EU law and international investment law are on collision course. The bone of contention is which court shall decide intra-EU investor-state disputes. While the ECJ indicated in its Achmea judgment that only itself and the domestic courts of the member states may decide such disputes, the Investment Tribunal in the Vattenfall case has now decided in the context of the Energy Charter Treaty (“ECT”) that Achmea does not preclude its jurisdiction. How did this clash of courts arise and how can it be resolved?

The Achmea Judgment

In its path-breaking Achmea judgment, the ECJ found that international treaties which shift the jurisdiction for disputes relating to EU law onto external investment tribunals contradict the EU‘s federalized legal system. More specifically, the ECJ held that arbitration clauses in bilateral investment treaties between EU member states (“Intra-EU-BITs“) interfere with the autonomy of EU law which comprehensively safeguards the ECJ’s final interpretive authority in matters of EU law (cf. para. 58).

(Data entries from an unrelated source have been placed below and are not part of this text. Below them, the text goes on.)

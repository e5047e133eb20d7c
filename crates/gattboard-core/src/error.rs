//! Error types for the synchronization engine
//!
//! Every fatal condition of a refresh cycle is a [`SyncError`] variant. The
//! scheduling loop wraps the first one it sees into a [`FatalError`] tagged
//! with the phase it came from; the binary turns that into exit status 1.

use std::fmt;

use thiserror::Error;

// ----------------------------------------------------------------------------
// Peripheral Errors
// ----------------------------------------------------------------------------

/// Failures reported by a peripheral service backend
#[derive(Error, Debug)]
pub enum PeripheralError {
    #[error("BLE adapter not available: {0}")]
    AdapterUnavailable(String),

    #[error("Failed to register GATT service: {0}")]
    RegistrationFailed(String),

    #[error("Failed to start advertising: {0}")]
    AdvertisingFailed(String),

    #[error("Service handle is not registered")]
    NotRegistered,

    #[error("Slot index {index} out of range (service has {slots} slots)")]
    SlotOutOfRange { index: usize, slots: usize },

    #[error("Value too large for slot {index}: {size} bytes (capacity: {capacity})")]
    ValueTooLarge {
        index: usize,
        size: usize,
        capacity: usize,
    },
}

// ----------------------------------------------------------------------------
// Engine Errors
// ----------------------------------------------------------------------------

/// Errors produced while refreshing, chunking or publishing a snapshot
#[derive(Error, Debug)]
pub enum SyncError {
    #[error("Primary source unavailable: {reason}")]
    SourceUnavailable { reason: String },

    #[error("Fallback source unavailable: {reason}")]
    FallbackUnavailable { reason: String },

    #[error("Payload needs {chunks} chunks but only {slots} slots are available")]
    CapacityExceeded { chunks: usize, slots: usize },

    #[error("Chunk capacity must be greater than zero")]
    InvalidCapacity,

    #[error("Invalid selector `{selector}`: {reason}")]
    InvalidSelector { selector: String, reason: String },

    #[error("Invalid snapshot: {0}")]
    InvalidSnapshot(String),

    #[error("Serialization failed: {0}")]
    Serialization(#[from] serde_json::Error),

    #[error("Peripheral error: {0}")]
    Peripheral(#[from] PeripheralError),

    #[error("Liveness notification failed: {0}")]
    Liveness(String),
}

impl SyncError {
    /// Build a [`SyncError::SourceUnavailable`] from any displayable cause
    pub fn source_unavailable(reason: impl fmt::Display) -> Self {
        Self::SourceUnavailable {
            reason: reason.to_string(),
        }
    }

    /// Build a [`SyncError::FallbackUnavailable`] from any displayable cause
    pub fn fallback_unavailable(reason: impl fmt::Display) -> Self {
        Self::FallbackUnavailable {
            reason: reason.to_string(),
        }
    }
}

/// Result alias used across the core crate
pub type Result<T> = std::result::Result<T, SyncError>;

// ----------------------------------------------------------------------------
// Fatal Errors
// ----------------------------------------------------------------------------

/// The part of the engine lifecycle a fatal error came from
#[derive(Debug, Clone, Copy, PartialEq, Eq)]
pub enum Phase {
    Startup,
    Refresh,
    Chunking,
    Publish,
    Shutdown,
}

impl fmt::Display for Phase {
    fn fmt(&self, f: &mut fmt::Formatter<'_>) -> fmt::Result {
        match self {
            Phase::Startup => write!(f, "startup"),
            Phase::Refresh => write!(f, "refresh"),
            Phase::Chunking => write!(f, "chunking"),
            Phase::Publish => write!(f, "publish"),
            Phase::Shutdown => write!(f, "shutdown"),
        }
    }
}

/// An error that ends the engine run; the process must exit non-zero
#[derive(Error, Debug)]
#[error("fatal {phase} error in cycle {cycle}: {source}")]
pub struct FatalError {
    pub phase: Phase,
    pub cycle: u64,
    #[source]
    pub source: SyncError,
}

impl FatalError {
    pub fn new(phase: Phase, cycle: u64, source: SyncError) -> Self {
        Self {
            phase,
            cycle,
            source,
        }
    }

    /// Process exit status for this error
    pub fn exit_code(&self) -> i32 {
        1
    }
}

Although the Achmea decision explicitly refers only to Intra-EU-BITs, its broad reasoning also seems to apply to intra-EU disputes under the ECT. Against this background, Daniel Thym has already interpreted Achmea sweepingly as a Death Sentence for Autonomous Investment Protection Tribunals (in German, see here).

How would investment tribunals established under the ECT respond to this invasive ruling by the ECJ? To put this into context: The ECT is a multilateral treaty with currently 53 members, of which all EU member states (except Italy), EURATOM, the EU itself and several third countries are parties. It focuses on the protection of foreign investors and the possibility of dispute resolution by investment tribunals. Pursuant to Art. 26 ECT, an investor may bring investor-state disputes before an investment tribunal. No other arbitration clause has been invoked as often by investors worldwide as Article 26 ECT. One of those proceedings concerns the ICSID investor-state litigation between the Swedish energy company Vattenfall and Germany. Following the policy decision of the German government to phase-out nuclear power in the aftermath of the Fukushima nuclear power plant disaster, Vattenfall asserts claims for damages amounting to 4.7 billion euros.

The Tribunal’s decision: Does the Achmea ruling apply to the ECT?

In its decision of August 31, 2018, the Investment Tribunal concludes that the Achmea ruling does not preclude the Tribunal’s jurisdiction. While acknowledging that “there is a certain breadth to the Court’s wording, addressing provisions ‘such as’ the dispute resolution provision of the BIT in that case”, it concludes that “it is an open question whether the same considerations necessarily apply to the ECT” (para. 161). In the end, the Tribunal rejects the applicability of the Achmea ruling to the ECT on the basis of institutional considerations, arguing that “[i]t is not for this Tribunal to extrapolate from the ECJ Judgment […] or to decide which other scenarios would pose the same EU law concerns as those that the ECJ found in relation to the Dutch-Slovak BIT” (para. 164).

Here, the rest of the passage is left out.